EXERCISE AIM
In the records below, begin at the line that has "self.type_id" and stop after the line that has "impl From<Classification> for"; quote those lines verbatim and nothing more.

THE DATA
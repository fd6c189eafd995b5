use crate::catalog::{Category, NotificationChannel, PARAMS_LIST_CRITERIA};
use crate::{Error, Result};
use serde::{Deserialize, Serialize};
use std::time::Duration;

/// Classification of an alert: a category and one of its alert types.
/// Construction fails for combinations which aren't in the static catalog.
#[derive(Debug, Clone, PartialEq, Eq, Serialize, Deserialize)]
#[serde(try_from = "ClassificationRepr", into = "ClassificationRepr")]
pub struct Classification {
    category: Category,
    type_name: String,
    type_id: u32,
}

#[derive(Serialize, Deserialize)]
#[serde(deny_unknown_fields)]
struct ClassificationRepr {
    category: String,
    #[serde(rename = "type")]
    type_name: String,
}

impl Classification {
    pub fn new(category: Category, type_name: &str) -> Result<Self> {
        let Some(type_id) = category.type_id(type_name) else {
            return Err(Error::UnknownAlertType {
                category,
                type_name: type_name.to_string(),
            });
        };
        Ok(Self {
            category,
            type_name: type_name.to_string(),
            type_id,
        })
    }

    /// Parse a classification from the category and type display names.
    pub fn parse(category: &str, type_name: &str) -> Result<Self> {
        let Some(category) = Category::from_name(category) else {
            return Err(Error::UnknownCategory(category.to_string()));
        };
        Self::new(category, type_name)
    }

    pub fn category(&self) -> Category {
        self.category
    }
    pub fn type_name(&self) -> &str {
        &self.type_name
    }
    pub fn type_id(&self) -> u32 {
        self.type_id
    }
}

impl TryFrom<ClassificationRepr> for Classification {
    type Error = Error;

    fn try_from(repr: ClassificationRepr) -> Result<Self> {
        Self::parse(&repr.category, &repr.type_name)
    }
}

impl From<Classification> for ClassificationRepr {
    fn from(c: Classification) -> Self {
        ClassificationRepr {
            category: c.category.name().to_string(),
            type_name: c.type_name,
        }
    }
}

/// Kind of an entity which an alert may be associated with.
#[derive(Debug, Clone, Copy, PartialEq, Eq, Hash, PartialOrd, Ord, Serialize, Deserialize)]
#[serde(rename_all = "snake_case")]
pub enum EntityKind {
    Clients,
    ClientGroups,
    DiskLibraries,
    MediaAgents,
    StoragePolicies,
}

impl EntityKind {
    /// Attribute names for the entity's name and id, and its `_type_` code.
    pub fn attributes(&self) -> (&'static str, &'static str, u32) {
        match self {
            EntityKind::Clients => ("clientName", "clientId", 3),
            EntityKind::ClientGroups => ("clientGroupName", "clientGroupId", 28),
            EntityKind::DiskLibraries => ("libraryName", "libraryId", 9),
            EntityKind::MediaAgents => ("mediaAgentName", "mediaAgentId", 11),
            EntityKind::StoragePolicies => ("storagePolicyName", "storagePolicyId", 17),
        }
    }
}

/// An entity, with its resolved id, which the alert monitors.
#[derive(Debug, Clone, PartialEq, Eq, Serialize, Deserialize)]
#[serde(deny_unknown_fields)]
pub struct Entity {
    pub kind: EntityKind,
    pub name: String,
    pub id: u64,
}

/// Criteria which trigger the alert.
#[derive(Debug, Clone, PartialEq, Eq, Serialize, Deserialize)]
#[serde(untagged)]
pub enum Criteria {
    Single(u32),
    Many(Vec<u32>),
}

impl Criteria {
    pub fn ids(&self) -> &[u32] {
        match self {
            Criteria::Single(id) => std::slice::from_ref(id),
            Criteria::Many(ids) => ids,
        }
    }

    pub fn is_single(&self) -> bool {
        matches!(self, Criteria::Single(_))
    }
}

/// A filter on a named message token of the alert, such as a backup level.
#[derive(Debug, Clone, PartialEq, Eq, Serialize, Deserialize)]
#[serde(deny_unknown_fields)]
pub struct TokenRule {
    /// Token rule group name, without angle brackets (ex, "LEVEL").
    pub rule: String,
    pub value: String,
    #[serde(default)]
    pub operator: u32,
}

#[derive(Debug, Clone, Copy, PartialEq, Eq)]
pub enum EscalationLevel {
    Primary = 1,
    Escalated = 2,
}

impl EscalationLevel {
    pub fn as_u32(&self) -> u32 {
        *self as u32
    }
}

/// Reporting policy of a notification tier: whether to notify only if the
/// condition persists, whether to repeat notifications, and whether to notify
/// when the condition clears. Each present field toggles a bit of the
/// criteria's `reportingOptions`.
#[derive(Debug, Clone, Default, PartialEq, Eq, Serialize, Deserialize)]
#[serde(deny_unknown_fields)]
pub struct ReportingPolicy {
    #[serde(
        default,
        with = "humantime_serde",
        skip_serializing_if = "Option::is_none"
    )]
    pub notify_if_persists: Option<Duration>,
    #[serde(
        default,
        with = "humantime_serde",
        skip_serializing_if = "Option::is_none"
    )]
    pub repeat_notif: Option<Duration>,
    #[serde(default, skip_serializing_if = "std::ops::Not::not")]
    pub notify_condition_clears: bool,
}

impl ReportingPolicy {
    pub fn delay_seconds(&self) -> u64 {
        self.notify_if_persists.map(|d| d.as_secs()).unwrap_or(0)
    }

    pub fn persist_seconds(&self) -> u64 {
        self.repeat_notif.map(|d| d.as_secs()).unwrap_or(0)
    }

    /// Reporting options bitmask of this policy at the given level.
    /// The primary tier always carries the base bit, and uses a different
    /// bit for notify-if-persists than the escalated tier.
    pub fn reporting_options(&self, level: EscalationLevel) -> u32 {
        let (base, persists) = match level {
            EscalationLevel::Primary => (1, 256),
            EscalationLevel::Escalated => (0, 8),
        };
        let mut options = base;
        if self.notify_if_persists.is_some() {
            options += persists;
        }
        if self.repeat_notif.is_some() {
            options += 2;
        }
        if self.notify_condition_clears {
            options += 4;
        }
        options
    }
}

pub type NotificationCriteriaPolicy = ReportingPolicy;
pub type EscalationPolicy = ReportingPolicy;

/// Optional settings of an alert. Unrecognized keys are rejected.
#[derive(Debug, Clone, Default, PartialEq, Eq, Serialize, Deserialize)]
#[serde(deny_unknown_fields)]
pub struct AlertOptions {
    /// Token rules which further filter the alert's messages.
    #[serde(default, skip_serializing_if = "Vec::is_empty")]
    pub token_rules: Vec<TokenRule>,
    /// Application (IDA) types to which client associations are scoped.
    #[serde(default, skip_serializing_if = "Option::is_none")]
    pub ida_types: Option<Vec<String>>,
    /// Send an individual notification for every matching job.
    #[serde(default, skip_serializing_if = "std::ops::Not::not")]
    pub send_individual_notifications: bool,
    #[serde(default, skip_serializing_if = "Option::is_none")]
    pub notification_criteria: Option<NotificationCriteriaPolicy>,
    /// Presence of an escalation policy adds a second notification tier.
    #[serde(default, skip_serializing_if = "Option::is_none")]
    pub escalation_criteria: Option<EscalationPolicy>,
    /// Users to include as To recipients.
    #[serde(default, skip_serializing_if = "Vec::is_empty")]
    pub to_users: Vec<String>,
    /// User groups to include as To recipients.
    #[serde(default, skip_serializing_if = "Vec::is_empty")]
    pub to_user_groups: Vec<String>,
    /// Mail addresses which receive escalated notifications.
    #[serde(default, skip_serializing_if = "Vec::is_empty")]
    pub escalation_recipients: Vec<String>,
}

impl AlertOptions {
    pub fn escalates(&self) -> bool {
        self.escalation_criteria.is_some()
    }
}

/// Description of a standard alert to create.
#[derive(Debug, Clone, PartialEq, Eq, Serialize, Deserialize)]
#[serde(deny_unknown_fields)]
pub struct AlertSpec {
    pub name: String,
    pub classification: Classification,
    pub channels: Vec<NotificationChannel>,
    #[serde(default)]
    pub entities: Vec<Entity>,
    pub criteria: Criteria,
    #[serde(default)]
    pub options: AlertOptions,
    #[serde(default, skip_serializing_if = "Vec::is_empty")]
    pub cc_recipients: Vec<String>,
    /// Auxiliary params, used only by criteria which accept them.
    #[serde(default, skip_serializing_if = "Option::is_none")]
    pub params_list: Option<Vec<String>>,
}

impl AlertSpec {
    pub fn validate(&self) -> Result<()> {
        validate_common(&self.name, &self.channels)
    }

    /// Params list of the alert, if its criteria accepts one.
    pub fn effective_params_list(&self) -> Option<&[String]> {
        let params = self.params_list.as_deref()?;
        let accepted = self
            .criteria
            .ids()
            .iter()
            .all(|id| PARAMS_LIST_CRITERIA.contains(id));

        if self.criteria.is_single() && accepted {
            Some(params)
        } else {
            tracing::debug!(criteria = ?self.criteria, "criteria doesn't accept a params list");
            None
        }
    }
}

/// Source of the SQL query behind a custom rule alert.
#[derive(Debug, Clone, PartialEq, Eq, Serialize, Deserialize)]
#[serde(rename_all = "snake_case")]
pub enum QuerySource {
    /// Id of a rule previously imported into the CommServe.
    QueryId(String),
    /// Inline, already escaped, custom query details document.
    Details(String),
}

/// Description of a custom rule alert, which fires on the results of a SQL
/// query imported as a named rule rather than a built-in criteria.
#[derive(Debug, Clone, PartialEq, Eq, Serialize, Deserialize)]
#[serde(deny_unknown_fields)]
pub struct CustomAlertSpec {
    pub name: String,
    pub classification: Classification,
    pub channels: Vec<NotificationChannel>,
    /// Associate the alert with the whole CommCell rather than no entity.
    #[serde(default)]
    pub associated_at_commcell_level: bool,
    #[serde(default)]
    pub options: AlertOptions,
    #[serde(default, skip_serializing_if = "Vec::is_empty")]
    pub cc_recipients: Vec<String>,
}

impl CustomAlertSpec {
    pub fn validate(&self) -> Result<()> {
        validate_common(&self.name, &self.channels)?;

        let AlertOptions {
            token_rules,
            ida_types,
            escalation_recipients,
            ..
        } = &self.options;

        if !token_rules.is_empty() {
            return Err(Error::UnsupportedOption("token_rules"));
        }
        if ida_types.is_some() {
            return Err(Error::UnsupportedOption("ida_types"));
        }
        if !escalation_recipients.is_empty() {
            return Err(Error::UnsupportedOption("escalation_recipients"));
        }
        Ok(())
    }
}

fn validate_common(name: &str, channels: &[NotificationChannel]) -> Result<()> {
    if name.trim().is_empty() {
        return Err(Error::EmptyName);
    }
    for (index, channel) in channels.iter().enumerate() {
        if channels[..index].contains(channel) {
            return Err(Error::DuplicateChannel(*channel));
        }
    }
    Ok(())
}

RESULT OF THE TASK
        self.type_id
    }
}

impl TryFrom<ClassificationRepr> for Classification {
    type Error = Error;

    fn try_from(repr: ClassificationRepr) -> Result<Self> {
        Self::parse(&repr.category, &repr.type_name)
    }
}

impl From<Classification> for ClassificationRepr {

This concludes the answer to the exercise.